I’d display a clear “No Meaningful Data Available” in this table as long as the system has less than one year of history and less than 100 trades.

perhaps at least 6 months data may benefit newer systems.

We are liking the monte carlo sim results on our system. it appears we cannot get any worse and only better.

Hello. I am a newbie here, currently in process of publishing a c2 system. Also I have the perspective of a new client looking for systems to subscribe to. So here is this newbie’s perspective on the “loss probability” feature:



1. I really like the idea. Both for developers and clients, this is an extremely desirable feature to have–if it can be made credible.

2. In addition to the often-outdated CPU-intensive calculation–why not also make a simple always-in-date calculation based on displayed results–then show the worse or the average of the two?

3. Absolutely, this is meaningless when there is little data. But I believe there is a solution. I suggest judicious use of “average for category” loss probabilities.



Less than 3 months old:

"This is a very new system. Insufficient data to determine loss probabilities. However the eventual loss probabilities for all new systems of this category have been…"



3-6 months old:

"This system is only 3-6 months old. Insufficient data to determine loss probabilities. However we have taken the average loss probabilities of all systems in this category, beginning after 3 months, and balanced these figures against the results of the first 3 months of this new system. We give 2/3 importance to the “category average” and only 1/3 importance to the initial results of this new system. Thus favoring the “category average” result by a 2:1 ratio. Here are the results…"
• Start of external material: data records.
use async_trait::async_trait;
use chrono::{DateTime, Utc};
use sqlx::{query, query_as, Pool, Postgres};
use tracing::{debug, warn};
use uuid::Uuid;

use crate::domain::{Bet, BetResult};
use crate::storage::models::BetRow;
use crate::storage::{BetStore, PendingBatch};

const BET_COLUMNS: &str = "id, parent_id, event_id, league, home_team, away_team, starts_at, market, \
     odds_decimal, odds_format, odds_entered, result, void_reason, locked";

/// Postgres-backed bet store.
///
/// The expected schema (created via migrations) is:
/// ```sql
/// CREATE TABLE IF NOT EXISTS bets (
///   id            UUID PRIMARY KEY,
///   parent_id     UUID REFERENCES bets (id),
///   event_id      TEXT,
///   league        TEXT,
///   home_team     TEXT,
///   away_team     TEXT,
///   starts_at     TIMESTAMPTZ NOT NULL,
///   market        JSONB       NOT NULL,
///   odds_decimal  DOUBLE PRECISION NOT NULL CHECK (odds_decimal >= 1.01),
///   odds_format   TEXT        NOT NULL,
///   odds_entered  TEXT        NOT NULL,
///   result        TEXT        NOT NULL DEFAULT 'pending',
///   void_reason   TEXT,
///   locked        BOOLEAN     NOT NULL DEFAULT FALSE,
///   settled_at    TIMESTAMPTZ
/// );
/// CREATE INDEX IF NOT EXISTS bets_pending_idx ON bets (starts_at) WHERE result = 'pending';
/// CREATE INDEX IF NOT EXISTS bets_parent_idx ON bets (parent_id);
/// ```
pub struct PgBetStore {
    pool: Pool<Postgres>,
}

impl PgBetStore {
    pub fn new(pool: Pool<Postgres>) -> Self {
        Self { pool }
    }

    fn into_bets(rows: Vec<BetRow>) -> anyhow::Result<Vec<Bet>> {
        rows.into_iter().map(Bet::try_from).collect()
    }
}

#[async_trait]
impl BetStore for PgBetStore {
    async fn get_bet(&self, id: Uuid) -> anyhow::Result<Option<Bet>> {
        let row: Option<BetRow> = query_as(&format!("SELECT {BET_COLUMNS} FROM bets WHERE id = $1"))
            .bind(id)
            .fetch_optional(&self.pool)
            .await?;
        row.map(Bet::try_from).transpose()
    }

    async fn legs_of(&self, parent_id: Uuid) -> anyhow::Result<Vec<Bet>> {
        let rows: Vec<BetRow> = query_as(&format!(
            "SELECT {BET_COLUMNS} FROM bets WHERE parent_id = $1 ORDER BY id"
        ))
        .bind(parent_id)
        .fetch_all(&self.pool)
        .await?;
        Self::into_bets(rows)
    }

    async fn pending_bets(&self, limit: i64) -> anyhow::Result<PendingBatch> {
        let rows: Vec<BetRow> = query_as(&format!(
            "SELECT {BET_COLUMNS} FROM bets WHERE result = 'pending' ORDER BY starts_at, id LIMIT $1"
        ))
        .bind(limit)
        .fetch_all(&self.pool)
        .await?;

        let mut batch = PendingBatch::default();
        for row in rows {
            let id = row.id;
            match Bet::try_from(row) {
                Ok(bet) => batch.bets.push(bet),
                Err(err) => {
                    warn!(target: "storage", bet_id = %id, error = %err, "unreadable bet row");
                    batch.unreadable.push((id, err.to_string()));
                }
            }
        }
        Ok(batch)
    }

    async fn record_result(&self, id: Uuid, result: BetResult, reason: Option<&str>) -> anyhow::Result<bool> {
        if !result.is_terminal() {
            anyhow::bail!("refusing to record non-terminal result for bet {id}");
        }

        let done = query(
            "UPDATE bets SET result = $2, void_reason = $3, settled_at = NOW() \
             WHERE id = $1 AND result = 'pending'",
        )
        .bind(id)
        .bind(result.as_str())
        .bind(reason)
        .execute(&self.pool)
        .await?;

        let written = done.rows_affected() == 1;
        debug!(target: "storage", bet_id = %id, result = %result, written, "record result");
        Ok(written)
    }

    async fn lock_started(&self, now: DateTime<Utc>) -> anyhow::Result<u64> {
        let done = query("UPDATE bets SET locked = TRUE WHERE locked = FALSE AND starts_at <= $1")
            .bind(now)
            .execute(&self.pool)
            .await?;
        Ok(done.rows_affected())
    }
}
6-9 months old: Favor the category average 3:2.

9-12 months old: Equal ratio 1:1.

12-18 months: Favor the system performance 3:2.

Etc.



Of course, this is just an example of the general idea. Other ratios may work better. Nonetheless let me point out that this “average-weighted” calculation and its description:



a) Possibly makes it more clear that c2 is not liable for “predicting performance” of any particular system

b) Possibly provides more meaningful figures, as well as a better understanding of what those figures mean.

c) Possibly limits the need to run CPU-intensive probability calculations more than once every 3 months.

I don’t think anyone wants their system “grouped” with others. As we all know, most systems fail. So stating “the eventual loss probabilities for all new systems of this category have been…” wouldn’t be a good idea. At least I don’t think so.



Since updates are only done every couple of weeks or so, I think they should simply put a date, as someone else had mentioned previously, as to when the calculation was made. Each system should have their own metrics, period.

agreed

Point well taken that "grouping" might not work. However if most new systems fail, then either this should be made abundantly clear in any claim of "probability" for any new system, or there should be no implication of any "probability" that might be positive. Otherwise it is deceptive.